Q. How is MRSA spread?

A. About 10% to 40% of healthy people have some form of the Staphylococcus aureus bacteria living on their body. This is part of the normal bacteria in our nose and, armpits, groin and other areas of skin. Skin-to-skin contact between people and contact between shared equipment can spread the bacteria. The bacteria can live on surfaces that come in contact with skin in common areas such as locker rooms, military barracks, and day care centers. The bacteria can also live on surfaces such as door handles, equipment, computer keyboards, and tabletops. Most people who come in contact with MRSA do not become infected and have no problem with it at all. It is only when the bacteria invade through the outer layer of skin or into our lungs that issues can arise.

Q. What are the two types of MRSA (HA-MRSA and CA-MRSA)? 

A. Until the 1990s, MRSA was found mostly in hospitals and healthcare facilities, including nursing homes, dialysis units, and wound-care units. This type of MRSA is called healthcare associated MRSA (HA-MRSA). For the most part, HA-MRSA caused infections in people with weakened immune systems, older individuals, and also in people who had recently undergone surgery.

In the 1990’s healthy people with no connection to hospitals or healthcare facilities also started getting MRSA infections. Some people at risk are athletes on sports teams, children in daycare, army recruits, and people in prisons. This type of MRSA is called community acquired MRSA (CA-MRSA).

Q. What can be done to help stop the spread of MRSA?

A. Prevention of any exposure is very difficult, short of living in a plastic bubble. But you can reduce your risk of becoming infected by doing a few simple things:

  • Wash your hands often. Use an alcohol-based hand sanitizer when soap and water are not available
  • Keep cuts and scrapes clean and bandaged until the skin heals
  • Avoid touching other people’s scrapes and wounds or bandages without washing hands afterward
  • Do not share personal items, such as razors, towels, athletic equipment
  • Shower with soap and water after all athletic events
  • Clean high-touch surfaces regularly

Q. If someone suspects that they may be infected with MRSA, what should they do?

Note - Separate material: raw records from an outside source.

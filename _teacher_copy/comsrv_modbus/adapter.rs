use async_trait::async_trait;
use serde_json::Value;
use tokio_modbus::client::tcp;
use tokio_modbus::prelude::*;

use crate::core::config::modbus::ModbusCfg;
use crate::core::config::point::Point;
use crate::core::protocols::common::combase::adapter::Adapter;

/// An adapter for the Modbus protocol.
pub struct ModbusAdapter {
    ctx: Option<Box<dyn Reader + Send>>,
    config: ModbusCfg,
}

impl ModbusAdapter {
    pub fn new(config: ModbusCfg) -> Self {
        Self { ctx: None, config }
    }
}

#[async_trait]
impl Adapter for ModbusAdapter {
    fn id(&self) -> &'static str {
        "modbus"
    }

    async fn init(&mut self) -> anyhow::Result<()> {
        let socket_addr = format!("{}:{}", self.config.host, self.config.port).parse().unwrap();
        let mut ctx = tcp::connect(socket_addr).await?;
        ctx.set_slave(self.config.unit_id.into());
        self.ctx = Some(ctx);
        Ok(())
    }

    async fn read(&self, point: &Point) -> anyhow::Result<Value> {
        if let Some(ctx) = &self.ctx {
            let addr = point.address.parse()?;
            let regs = ctx.read_holding_registers(addr, 2).await?;
            let raw = ((regs[0] as u32) << 16) | regs[1] as u32;
            let f = f32::from_bits(raw).mul_add(point.scale, 0.0);
            Ok(Value::from(f))
        } else {
            anyhow::bail!("Modbus adapter not initialized")
        }
    }

    async fn write(&self, _point: &Point, _v: Value) -> anyhow::Result<()> {
        anyhow::bail!("Modbus write not implemented")
    }
}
#[async_trait]
impl ModbusClient for ModbusRtuClient {
    async fn read_coils(&self, address: u16, quantity: u16) -> Result<Vec<bool>> {
        debug!("Reading {} coils from address {}", quantity, address);
        
        self.execute(move |ctx: &mut client::Context| {
            let fut = ctx.read_coils(address, quantity);
            Ok(tokio::runtime::Handle::current().block_on(fut)
                .map_err(|e| ComSrvError::ModbusError(format!("Failed to read coils: {}", e)))?)
        }).await
    }
    
    async fn read_discrete_inputs(&self, address: u16, quantity: u16) -> Result<Vec<bool>> {
        debug!("Reading {} discrete inputs from address {}", quantity, address);
        
        self.execute(move |ctx: &mut client::Context| {
            let fut = ctx.read_discrete_inputs(address, quantity);
            Ok(tokio::runtime::Handle::current().block_on(fut)
                .map_err(|e| ComSrvError::ModbusError(format!("Failed to read discrete inputs: {}", e)))?)
        }).await
    }
    
    async fn read_holding_registers(&self, address: u16, quantity: u16) -> Result<Vec<u16>> {
        debug!("Reading {} holding registers from address {}", quantity, address);
        
        self.execute(move |ctx: &mut client::Context| {
            let fut = ctx.read_holding_registers(address, quantity);
            Ok(tokio::runtime::Handle::current().block_on(fut)
                .map_err(|e| ComSrvError::ModbusError(format!("Failed to read holding registers: {}", e)))?)
        }).await
    }
    
    async fn read_input_registers(&self, address: u16, quantity: u16) -> Result<Vec<u16>> {
        debug!("Reading {} input registers from address {}", quantity, address);
        
        self.execute(move |ctx: &mut client::Context| {
            let fut = ctx.read_input_registers(address, quantity);
            Ok(tokio::runtime::Handle::current().block_on(fut)
                .map_err(|e| ComSrvError::ModbusError(format!("Failed to read input registers: {}", e)))?)
        }).await
    }
    
    async fn write_single_coil(&self, address: u16, value: bool) -> Result<()> {
        debug!("Writing coil at address {} with value {}", address, value);
        
        self.execute(move |ctx: &mut client::Context| {
            let fut = ctx.write_single_coil(address, value);
            Ok(tokio::runtime::Handle::current().block_on(fut)
                .map_err(|e| ComSrvError::ModbusError(format!("Failed to write single coil: {}", e)))?)
        }).await
    }
    
    async fn write_single_register(&self, address: u16, value: u16) -> Result<()> {
        debug!("Writing register at address {} with value {}", address, value);
        
        self.execute(move |ctx: &mut client::Context| {
            let fut = ctx.write_single_register(address, value);
            Ok(tokio::runtime::Handle::current().block_on(fut)
                .map_err(|e| ComSrvError::ModbusError(format!("Failed to write single register: {}", e)))?)
        }).await
    }
    
    async fn write_multiple_coils(&self, address: u16, values: &[bool]) -> Result<()> {
        let values = values.to_vec(); // Clone for move
        debug!("Writing {} coils at address {}", values.len(), address);
        
        self.execute(move |ctx: &mut client::Context| {
            let fut = ctx.write_multiple_coils(address, &values);
            Ok(tokio::runtime::Handle::current().block_on(fut)
                .map_err(|e| ComSrvError::ModbusError(format!("Failed to write multiple coils: {}", e)))?)
        }).await
    }
    
    async fn write_multiple_registers(&self, address: u16, values: &[u16]) -> Result<()> {
        let values = values.to_vec(); // Clone for move
        debug!("Writing {} registers at address {}", values.len(), address);
        
        self.execute(move |ctx: &mut client::Context| {
            let fut = ctx.write_multiple_registers(address, &values);
            Ok(tokio::runtime::Handle::current().block_on(fut)
                .map_err(|e| ComSrvError::ModbusError(format!("Failed to write multiple registers: {}", e)))?)
        }).await
    }
    
    async fn read_data(&self, mapping: &ModbusRegisterMapping) -> Result<serde_json::Value> {
        let address = mapping.address;
        let quantity = mapping.quantity;
        
        debug!(
            "Reading data from address {} with quantity {} and type {:?}",
            address, quantity, mapping.data_type
        );
        
        // Select read method based on data type
        match mapping.data_type {
            ModbusDataType::Bool => {
                // Read coils for boolean type
                let values = self.read_coils(address, 1).await?;
                if values.is_empty() {
                    return Err(ComSrvError::ModbusError("No coil data received".to_string()));
                }
                Ok(json!(values[0]))
            },
            _ => {
                // Read holding registers for other types
                let registers = self.read_holding_registers(address, quantity).await?;
                self.parse_registers(&registers, mapping)
            }
        }
    }
    
    async fn write_data(&self, mapping: &ModbusRegisterMapping, value: &serde_json::Value) -> Result<()> {
        if !mapping.writable {
            return Err(ComSrvError::InvalidOperation(
                format!("Register at address {} is not writable", mapping.address)
            ));
        }
        
        let address = mapping.address;
        
        // Execute write based on data type
        match mapping.data_type {
            ModbusDataType::Bool => {
                let bool_value = value.as_bool().ok_or_else(|| {
                    ComSrvError::InvalidParameter(
                        format!("Expected boolean value, got: {}", value)
                    )
                })?;
                
                self.write_single_coil(address, bool_value).await
            },
            ModbusDataType::Int16 | ModbusDataType::UInt16 => {
                let int_value = if value.is_i64() {
                    value.as_i64().unwrap() as u16
                } else if value.is_u64() {
                    value.as_u64().unwrap() as u16
                } else if value.is_f64() {
                    value.as_f64().unwrap() as u16
                } else {
                    return Err(ComSrvError::InvalidParameter(
                        format!("Expected numeric value, got: {}", value)
                    ));
                };
                
                self.write_single_register(address, int_value).await
            },
            _ => {
                // Writing complex types is not yet supported
                Err(ComSrvError::ProtocolNotSupported(
                    format!("Writing {:?} data type is not implemented yet", mapping.data_type)
                ))
            }
        }
    }
} 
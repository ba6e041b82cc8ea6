//! Test helper functions and utilities
//!
//! Common utilities for Modbus protocol testing.

/// Create a test PDU with function code and data
pub fn create_test_pdu(function_code: u8, data: &[u8]) -> Vec<u8> {
    let mut pdu = vec![function_code];
    pdu.extend_from_slice(data);
    pdu
}

/// Create a Modbus TCP frame (MBAP header + PDU)
pub fn create_modbus_tcp_frame(transaction_id: u16, unit_id: u8, pdu: &[u8]) -> Vec<u8> {
    let mut frame = Vec::new();

    // Transaction ID (2 bytes)
    frame.extend_from_slice(&transaction_id.to_be_bytes());

    // Protocol ID (2 bytes) - always 0 for Modbus
    frame.extend_from_slice(&0u16.to_be_bytes());

    // Length (2 bytes) - PDU length + 1 for unit ID
    let length = (pdu.len() + 1) as u16;
    frame.extend_from_slice(&length.to_be_bytes());

    // Unit ID (1 byte)
    frame.push(unit_id);

    // PDU
    frame.extend_from_slice(pdu);

    frame
}

/// Create a Modbus RTU frame (PDU + CRC)
pub fn create_modbus_rtu_frame(slave_id: u8, pdu: &[u8]) -> Vec<u8> {
    let mut frame = vec![slave_id];
    frame.extend_from_slice(pdu);

    // Calculate and append CRC
    let crc = calculate_crc16(&frame);
    frame.extend_from_slice(&crc.to_le_bytes());

    frame
}

/// Calculate CRC16 for Modbus RTU
pub fn calculate_crc16(data: &[u8]) -> u16 {
    let mut crc: u16 = 0xFFFF;

    for byte in data {
        crc ^= *byte as u16;
        for _ in 0..8 {
            if (crc & 0x0001) != 0 {
                crc = (crc >> 1) ^ 0xA001;
            } else {
                crc >>= 1;
            }
        }
    }

    crc
}

/// Compare two byte arrays and provide detailed diff
pub fn assert_bytes_eq(actual: &[u8], expected: &[u8]) {
    if actual != expected {
        panic!(
            "Byte arrays differ:\nExpected: {}\nActual:   {}\nDiff:     {}",
            format_bytes(expected),
            format_bytes(actual),
            format_diff(expected, actual)
        );
    }
}

/// Format bytes as hex string
pub fn format_bytes(bytes: &[u8]) -> String {
    bytes
        .iter()
        .map(|b| format!("{:02X}", b))
        .collect::<Vec<_>>()
        .join(" ")
}

/// Format diff between two byte arrays
fn format_diff(expected: &[u8], actual: &[u8]) -> String {
    let max_len = expected.len().max(actual.len());
    let mut diff = String::new();

    for i in 0..max_len {
        if i >= expected.len() {
            diff.push_str("++ ");
        } else if i >= actual.len() {
            diff.push_str("-- ");
        } else if expected[i] != actual[i] {
            diff.push_str("!! ");
        } else {
            diff.push_str("   ");
        }
    }

    diff
}

/// Test data generator for various data types
pub struct TestDataGenerator {
    seed: u64,
}

impl TestDataGenerator {
    pub fn new() -> Self {
        Self { seed: 0x1234 }
    }

    /// Generate random u16 values
    pub fn generate_u16_values(&mut self, count: usize) -> Vec<u16> {
        (0..count).map(|_| self.next_u16()).collect()
    }

    /// Generate random bool values
    pub fn generate_bool_values(&mut self, count: usize) -> Vec<bool> {
        (0..count).map(|_| self.next_bool()).collect()
    }

    /// Simple pseudo-random number generator
    fn next_u16(&mut self) -> u16 {
        self.seed = self.seed.wrapping_mul(1103515245).wrapping_add(12345);
        ((self.seed >> 16) & 0xFFFF) as u16
    }

    fn next_bool(&mut self) -> bool {
        self.next_u16() & 1 == 1
    }
}

/// Test configuration builder
pub struct TestConfigBuilder {
    slave_id: u8,
    timeout_ms: u64,
    max_retries: u32,
}

impl TestConfigBuilder {
    pub fn new() -> Self {
        Self {
            slave_id: 1,
            timeout_ms: 1000,
            max_retries: 3,
        }
    }

    pub fn with_slave_id(mut self, id: u8) -> Self {
        self.slave_id = id;
        self
    }

    pub fn with_timeout(mut self, timeout_ms: u64) -> Self {
        self.timeout_ms = timeout_ms;
        self
    }

    pub fn with_retries(mut self, retries: u32) -> Self {
        self.max_retries = retries;
        self
    }

    pub fn build_tcp_config(self) -> crate::core::protocols::modbus::common::ModbusConfig {
        crate::core::protocols::modbus::common::ModbusConfig {
            protocol_type: "modbus_tcp".to_string(),
            host: Some("127.0.0.1".to_string()),
            port: Some(502),
            device_path: None,
            baud_rate: None,
            data_bits: None,
            stop_bits: None,
            parity: None,
            timeout_ms: Some(self.timeout_ms),
            points: vec![],
        }
    }
}

/// Performance measurement helper
pub struct PerfMeasure {
    start: std::time::Instant,
    name: String,
}

impl PerfMeasure {
    pub fn start(name: &str) -> Self {
        Self {
            start: std::time::Instant::now(),
            name: name.to_string(),
        }
    }

    pub fn stop(self) -> std::time::Duration {
        let duration = self.start.elapsed();
        println!("{}: {:?}", self.name, duration);
        duration
    }
}

#[cfg(test)]
mod tests {
    use super::*;

    #[test]
    fn test_crc16_calculation() {
        // Test vector from Modbus specification
        let data = vec![0x01, 0x03, 0x00, 0x00, 0x00, 0x0A];
        let crc = calculate_crc16(&data);
        assert_eq!(crc, 0xCDC5); // Correct CRC for this data
    }

    #[test]
    fn test_modbus_tcp_frame_creation() {
        let pdu = vec![0x03, 0x00, 0x00, 0x00, 0x0A];
        let frame = create_modbus_tcp_frame(0x1234, 0x01, &pdu);

        assert_eq!(frame[0..2], [0x12, 0x34]); // Transaction ID
        assert_eq!(frame[2..4], [0x00, 0x00]); // Protocol ID
        assert_eq!(frame[4..6], [0x00, 0x06]); // Length (5 + 1)
        assert_eq!(frame[6], 0x01); // Unit ID
        assert_eq!(&frame[7..], &pdu); // PDU
    }

    #[test]
    fn test_data_generator() {
        let mut gen = TestDataGenerator::new();
        let values = gen.generate_u16_values(10);
        assert_eq!(values.len(), 10);

        // Values should be deterministic with same seed
        let mut gen2 = TestDataGenerator::new();
        let values2 = gen2.generate_u16_values(10);
        assert_eq!(values, values2);
    }
}
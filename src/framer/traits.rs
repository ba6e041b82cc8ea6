//! The shared per-transport framer contract (§4.2): every framer turns a
//! PDU body into wire bytes and back, independent of what carries those
//! bytes (TCP socket, serial port, ...).

use crate::pdu::PduRegistry;

/// Result of attempting to decode one frame out of a byte buffer.
#[derive(Debug, Clone, PartialEq, Eq)]
pub struct DecodedFrame {
    /// Bytes of `buffer` this frame consumed. Callers must drain exactly
    /// this many bytes before calling `decode` again, even when `pdu` is
    /// empty (a consumed-but-garbage prefix during resync).
    pub consumed: usize,
    pub device_id: u8,
    pub transaction_id: u16,
    pub pdu: Vec<u8>,
}

impl DecodedFrame {
    /// "Need more bytes" — nothing consumed, no frame.
    pub fn incomplete() -> Self {
        Self { consumed: 0, device_id: 0, transaction_id: 0, pdu: Vec::new() }
    }

    pub fn is_incomplete(&self) -> bool {
        self.consumed == 0 && self.pdu.is_empty()
    }
}

/// Per-transport encode/decode logic. Implementors own their own framing
/// state (e.g. the RTU framer consults a [`PduRegistry`] for response-size
/// hints); they never touch I/O directly.
pub trait Framer: Send + Sync {
    /// Serialise `pdu_bytes` into a full wire frame for `device_id`/`transaction_id`.
    fn encode(&self, pdu_bytes: &[u8], device_id: u8, transaction_id: u16) -> Vec<u8>;

    /// Attempt to decode one frame from the front of `buffer`. Returns
    /// [`DecodedFrame::incomplete`] when more bytes are needed. On a
    /// malformed frame, `consumed` must still advance past the offending
    /// byte(s) so the caller can resynchronise (§8 property 2).
    fn decode(&self, buffer: &[u8]) -> DecodedFrame;

    /// Convenience: serialise a PDU body and frame it in one call.
    fn build_packet(&self, pdu_bytes: &[u8], device_id: u8, transaction_id: u16) -> Vec<u8> {
        self.encode(pdu_bytes, device_id, transaction_id)
    }
}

A. If you think you have a significant infection, seek medical help right away. Health-care professionals can work to determine what type of bacteria is involved and provide the right treatment. Certain antibiotics can be used to control CA-MRSA and HA-MRSA. The more an infection advances, the harder it becomes to treat. Depending on the type and severity of the MRSA infection, in-hospital treatment may be needed. Getting treatment early may help stop a MRSA from becoming a serious or life-threatening infection.

 

Jay Purdy, MD, PhD is Senior Director in anti-infectives at Pfizer.